Bonjour Miles, comment vas-tu ? Dans un mois sort ton nouvel album, comment te sens-tu vis-à-vis de ça ?

Je me sens très bien, merci ! Cet album, je l'ai terminé en février dernier, c'est très récent, je voulais qu'il sorte rapidement. Ça doit être la première fois de ma carrière que je fais ça, je suis encore dans le même état d'esprit que quand je l'ai enregistré. Parfois, il se passe beaucoup de temps entre l'écriture, l'enregistrement d'un album et sa sortie. Et là, je suis encore la même personne que celle qui l'a écrit, la personne de 37 ans que tu as devant toi.
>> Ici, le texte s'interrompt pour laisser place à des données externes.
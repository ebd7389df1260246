//! Renderer-agnostic view of a schedule.
//!
//! Everything is expressed in day indices into `days`; there are no pixel,
//! cell or page units here. The interactive view and the document export both
//! draw from this one structure and hold no derived duration state of their
//! own.

use chrono::NaiveDate;
use serde::Serialize;

use crate::calendar::Calendar;
use crate::config::Settings;
use crate::domain::{EntryType, Schedule, Task};
use crate::highlight::{DayHighlights, HighlightKind, HighlightSegment, Highlights};
use crate::ledger::{self, SegmentSpan};
use crate::timeline::{self, DayGroup, MondayBoundary, Timeline};

#[derive(Debug, Clone, PartialEq, Serialize)]
pub struct ProjectedDay {
    pub date: NaiveDate,
    pub working_day: bool,
}

/// Contiguous run of completed working days. `fill` is the completed share of
/// the run's last day.
#[derive(Debug, Clone, PartialEq, Serialize)]
pub struct ProgressRun {
    pub start_index: usize,
    pub end_index: usize,
    pub fill: f64,
}

#[derive(Debug, Clone, PartialEq, Serialize)]
pub struct ProjectedRow {
    pub task_id: String,
    pub identifier: String,
    pub name: String,
    pub depth: usize,
    pub entry_type: EntryType,
    pub single_event: bool,
    pub start_date: Option<NaiveDate>,
    pub end_date: Option<NaiveDate>,
    pub duration: i64,
    pub progress: u8,
    pub start_index: Option<usize>,
    pub end_index: Option<usize>,
    pub segments: Vec<SegmentSpan>,
    pub progress_overlay: Vec<ProgressRun>,
}

impl ProjectedRow {
    pub fn is_stage(&self) -> bool {
        self.entry_type == EntryType::Stage
    }

    /// Span at a day index, if the bar covers it.
    pub fn segment_at(&self, index: usize) -> Option<&SegmentSpan> {
        self.segments
            .iter()
            .find(|span| span.start_index <= index && index <= span.end_index)
    }

    pub fn covers(&self, index: usize) -> bool {
        matches!((self.start_index, self.end_index), (Some(start), Some(end)) if start <= index && index <= end)
    }

    /// `1.0` for a completed day, a fraction for the partially completed one.
    pub fn progress_fill_at(&self, index: usize) -> Option<f64> {
        self.progress_overlay
            .iter()
            .find(|run| run.start_index <= index && index <= run.end_index)
            .map(|run| if index == run.end_index { run.fill } else { 1.0 })
    }
}

#[derive(Debug, Clone, PartialEq, Serialize)]
pub struct ScheduleProjection {
    pub name: String,
    pub today: Option<NaiveDate>,
    pub days: Vec<ProjectedDay>,
    pub groups_by_year: Vec<DayGroup<i32>>,
    pub groups_by_month: Vec<DayGroup<(i32, u32)>>,
    pub groups_by_week: Vec<DayGroup<NaiveDate>>,
    pub monday_boundaries: Vec<MondayBoundary>,
    pub highlights_by_day_index: Vec<DayHighlights>,
    pub boundary_types: Vec<Option<HighlightKind>>,
    pub highlight_segments: Vec<HighlightSegment>,
    pub standdown_segments: Vec<HighlightSegment>,
    pub rows: Vec<ProjectedRow>,
}

impl ScheduleProjection {
    pub fn day_index_of(&self, date: NaiveDate) -> Option<usize> {
        self.days.binary_search_by_key(&date, |day| day.date).ok()
    }

    pub fn day_count(&self) -> usize {
        self.days.len()
    }

    pub fn highlight(&self, index: usize) -> Option<&DayHighlights> {
        self.highlights_by_day_index.get(index)
    }

    pub fn row(&self, task_id: &str) -> Option<&ProjectedRow> {
        self.rows.iter().find(|row| row.task_id == task_id)
    }
}

/// Builds the projection. Stage summaries are recomputed on a copy, so the
/// caller's schedule is left as is.
pub fn build(schedule: &Schedule, today: Option<NaiveDate>, settings: &Settings) -> ScheduleProjection {
    let mut schedule = schedule.clone();
    schedule.update_stage_summaries();
    let calendar = schedule.calendar();
    let timeline = Timeline::build(&schedule.tasks, settings.min_span_days);
    let highlights = Highlights::resolve(
        &timeline,
        today,
        &schedule.header.deadlines,
        &schedule.header.standdowns,
    );

    let identifiers = schedule.task_identifiers();
    let rows = schedule
        .ordered_tasks()
        .into_iter()
        .map(|entry| {
            let task = &schedule.tasks[entry.index];
            let identifier = identifiers.get(&task.id).cloned().unwrap_or_else(|| "-".to_string());
            project_row(task, identifier, entry.depth, &timeline, &calendar)
        })
        .collect();

    let days = timeline
        .days
        .iter()
        .map(|date| ProjectedDay {
            date: *date,
            working_day: calendar.is_working_day(*date),
        })
        .collect();

    ScheduleProjection {
        name: schedule.header.name.clone(),
        today,
        days,
        groups_by_year: timeline::group_by_year(&timeline.days),
        groups_by_month: timeline::group_by_month(&timeline.days),
        groups_by_week: timeline::group_by_week(&timeline.days),
        monday_boundaries: timeline::monday_boundaries(&timeline.days),
        standdown_segments: highlights.standdown_segments(),
        highlights_by_day_index: highlights.by_day,
        boundary_types: highlights.boundary_kinds,
        highlight_segments: highlights.segments,
        rows,
    }
}

fn project_row(task: &Task, identifier: String, depth: usize, timeline: &Timeline, calendar: &Calendar) -> ProjectedRow {
    let end_date = if task.single_event {
        task.start_date
    } else {
        task.end_date
    };
    let start_index = task.start_date.and_then(|day| timeline.day_index_of(day));
    let end_index = end_date.and_then(|day| timeline.day_index_of(day));
    let (segments, progress_overlay) = if task.is_stage() {
        (Vec::new(), Vec::new())
    } else {
        let overlay = match (start_index, end_index) {
            (Some(start), Some(end)) if start <= end => progress_runs(task.progress, start, end, timeline, calendar),
            _ => Vec::new(),
        };
        (ledger::collect(task, timeline, calendar), overlay)
    };

    ProjectedRow {
        task_id: task.id.clone(),
        identifier,
        name: task.display_name(),
        depth,
        entry_type: task.entry_type,
        single_event: task.single_event,
        start_date: task.start_date,
        end_date,
        duration: task.duration(calendar),
        progress: task.progress.min(100),
        start_index,
        end_index,
        segments,
        progress_overlay,
    }
}

/// Lays `progress` percent of the bar's working days out from its start,
/// split into runs wherever non-working days interrupt.
fn progress_runs(progress: u8, start: usize, end: usize, timeline: &Timeline, calendar: &Calendar) -> Vec<ProgressRun> {
    let working = (start..=end)
        .filter(|index| timeline.day(*index).is_some_and(|day| calendar.is_working_day(day)))
        .collect::<Vec<_>>();
    let mut remaining = f64::from(progress.min(100)) / 100.0 * working.len() as f64;
    let mut runs: Vec<ProgressRun> = Vec::new();

    for index in working {
        if remaining <= 1e-6 {
            break;
        }
        let portion = remaining.min(1.0);
        match runs.last_mut() {
            Some(run) if run.end_index + 1 == index && run.fill >= 1.0 => {
                run.end_index = index;
                run.fill = portion;
            }
            _ => runs.push(ProgressRun {
                start_index: index,
                end_index: index,
                fill: portion,
            }),
        }
        remaining -= portion;
    }
    runs
}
One Man Band est déjà ton cinquième album solo. Après plus de douze ans de carrière, tu as décidé de faire cet album chez toi, à Liverpool, entouré de collaborateurs du cru. Comment as-tu ressenti ce besoin de revenir à tes racines ? Il faut revenir en arrière pour aller de l'avant ?

À 100%, oui. J'ai fait cet album avec mon cousin, James Skelly du groupe The Coral, il l'a produit. Je voulais revenir aux racines, à pourquoi j'ai monté un groupe à mes débuts, pourquoi j'ai commencé à jouer de la guitare... Et faire un album avec des guitares qui sonnent fort, j'adore ça (rires). J'aime ce son pur et sans filtre, j'aime les paroles profondes et j'aime le rock'n'roll. Je ne voulais pas de violons, de pianos, de fioritures, je voulais un son simple et épuré. Je suis quelqu'un d'assez simple en vrai, donc je ne voulais pas de cerise sur le gâteau et je voulais que pour ma musique ce soit pareil, que cet album ne trahisse pas cela.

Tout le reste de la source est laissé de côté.